Generalized System of Preferences

  • Generalized System of Preferences (GSP) is a preferential tariff system extended by developed countries (donor countries) to developing countries (beneficiary countries).
  • It involves reduced Most Favoured Nation Tariffs or duty-free entry of eligible products exported by beneficiary countries to the markets of donor countries.
  • The Generalized System of Preferences (GSP) was instituted in 1971 under the aegis of United Nations Conference on Trade and Development (UNCTAD).
  • The objective of UNCTAD’s support on GSP and other preferential arrangements is to help developing countries – particularly LDCs – to increase utilization of GSP and other trade preferences and in turn promote productive capacity development and increased trade.
  • The primary objective of the Generalized System of Preference, commonly called GSP is to contribute to the reduction of poverty and the promotion of sustainable development and good governance.
  • Tariff preferences in the developed markets enable Developing Countries to participate more fully in international trade and generate additional export revenue to support implementation of their own sustainable development and poverty reduction policy strategies.
  • GSP is presently extended by about 28 developed countries (Recently, U.S. has ended this status for India).
  • Only such products of a beneficiary country (like India) that fulfil the requirements of the rules of origin (a set of requirements laid down by the importing country) laid down by the importing country, are considered eligible for preferential tariff treatment on import into the markets of donor countries.
  • The rules of origin are aimed at reserving, as far as possible, the benefit of the preferential system to the country for which it is intended, and to prevent third countries’ goods from unduly exploiting the system.

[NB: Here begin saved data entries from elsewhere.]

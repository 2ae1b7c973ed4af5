//! Demo backend entry point
//!
//! Reads the failure switches from the environment, opens the analyzer
//! log file, and serves until Ctrl+C. A critical-failure abort propagates
//! out of `main` so the process exits nonzero without ever listening.

use clap::Parser;
use std::net::SocketAddr;
use std::sync::Arc;
use tokio::signal;

use server::{FailureConfig, Server, ServerError, ServerResult};
use shared::LogSink;

/// Command line arguments
#[derive(Parser, Debug)]
#[command(name = "server")]
#[command(about = "E-commerce demo backend with configurable failure injection")]
struct Args {
    /// Port for the HTTP server
    #[arg(long, default_value = "8000")]
    port: u16,

    /// Analyzer log file path
    #[arg(long, default_value = "logs/application.log")]
    log_file: String,

    /// Log level (trace, debug, info, warn, error)
    #[arg(long, default_value = "info")]
    log_level: String,
}

#[tokio::main]
async fn main() -> ServerResult<()> {
    let args = Args::parse();

    // Load .env before reading the failure switches
    let _ = dotenv::dotenv();

    shared::logging::init_tracing(&args.log_level);

    let config = FailureConfig::from_env();
    let sink = Arc::new(LogSink::to_file(&args.log_file)?);

    let addr: SocketAddr = format!("0.0.0.0:{}", args.port)
        .parse()
        .map_err(|e| ServerError::Startup(format!("Invalid port: {e}")))?;

    Server::new(config, sink).run(addr, shutdown_signal()).await
}

/// Resolves on Ctrl+C; in-flight handlers finish before the process exits
async fn shutdown_signal() {
    match signal::ctrl_c().await {
        Ok(()) => tracing::info!("Received shutdown signal"),
        Err(e) => tracing::error!("Signal handling failed: {e}"),
    }
}
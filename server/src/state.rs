//! Shared per-process state
//!
//! Everything the request handlers touch concurrently: the immutable
//! configuration snapshot, the append-only log sink, the simulators
//! built from the configuration, and two id counters. Nothing else is
//! mutable, so handlers are safe to run in parallel.

use crate::config::FailureConfig;
use crate::simulators::{AuthSimulator, DatabaseSimulator, EmailSimulator, PaymentSimulator};
use shared::LogSink;
use std::sync::Arc;
use std::sync::atomic::{AtomicU64, Ordering};
use std::time::Instant;

pub struct AppState {
    pub config: FailureConfig,
    pub sink: Arc<LogSink>,
    pub database: DatabaseSimulator,
    pub payment: PaymentSimulator,
    pub auth: AuthSimulator,
    pub email: EmailSimulator,
    started_at: Instant,
    next_user_id: AtomicU64,
    next_order_id: AtomicU64,
}

impl AppState {
    pub fn new(config: FailureConfig, sink: Arc<LogSink>) -> Self {
        Self {
            database: DatabaseSimulator::from_config(&config),
            payment: PaymentSimulator::from_config(&config),
            auth: AuthSimulator::from_config(&config),
            email: EmailSimulator::from_config(&config),
            config,
            sink,
            started_at: Instant::now(),
            next_user_id: AtomicU64::new(1),
            next_order_id: AtomicU64::new(1),
        }
    }

    /// Replace the database simulator; tests shorten the retry delay
    pub fn with_database(mut self, database: DatabaseSimulator) -> Self {
        self.database = database;
        self
    }

    /// Replace the payment simulator; tests shorten the timeout
    pub fn with_payment(mut self, payment: PaymentSimulator) -> Self {
        self.payment = payment;
        self
    }

    pub fn uptime_seconds(&self) -> u64 {
        self.started_at.elapsed().as_secs()
    }

    pub fn allocate_user_id(&self) -> u64 {
        self.next_user_id.fetch_add(1, Ordering::Relaxed)
    }

    pub fn allocate_order_id(&self) -> u64 {
        self.next_order_id.fetch_add(1, Ordering::Relaxed)
    }
}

What is the EU GSP Plus Scheme and how does it differ from ‘normal’ GSP?

  • The European Union’s GSP covers three separate regimes;
  • (i) The standard GSP, which provides preferences to 90 (previously 177) Developing Countries and Territories on over 6300 tariff lines;
  • (ii) the special incentive arrangement for Sustainable Development and Good Governance, known as GSP+, which offers additional duty-free exports to support vulnerable developing countries (previously 16 now 25 countries – Including Pakistan) in their ratification and implementation of relevant international conventions in these fields, and;
  • (iii) The Everything But Arms (EBA) arrangement, which provides Duty-Free, Quota-Free access for the 50 Least-Developed Countries (LDCs).

Least developed countries (LDCs)

  • Least developed countries (LDCs) are low-income countries confronting severe structural impediments to sustainable development.
  • They are highly vulnerable to economic and environmental shocks and have low levels of human assets.
  • There are currently 47 countries on the list of LDCs which is reviewed every three years by the Committee for Development (CDP).
  • LDCs have exclusive access to certain international support measures in particular in the areas of development assistance and trade.

Most Favoured Nation (MFN)

  • While the term Most Favoured Nation (MFN) suggests special preference for the country given MFN status, it actually means it would be treated equally as all others.
  • According to the World Trade Organisation rules, countries cannot normally discriminate between their trading partners.
  • If one country is granted a trade concession such as, for example, lower import duties, then all WTO members must be extended the same concessions. This principle is known as the Most Favoured Nation treatment.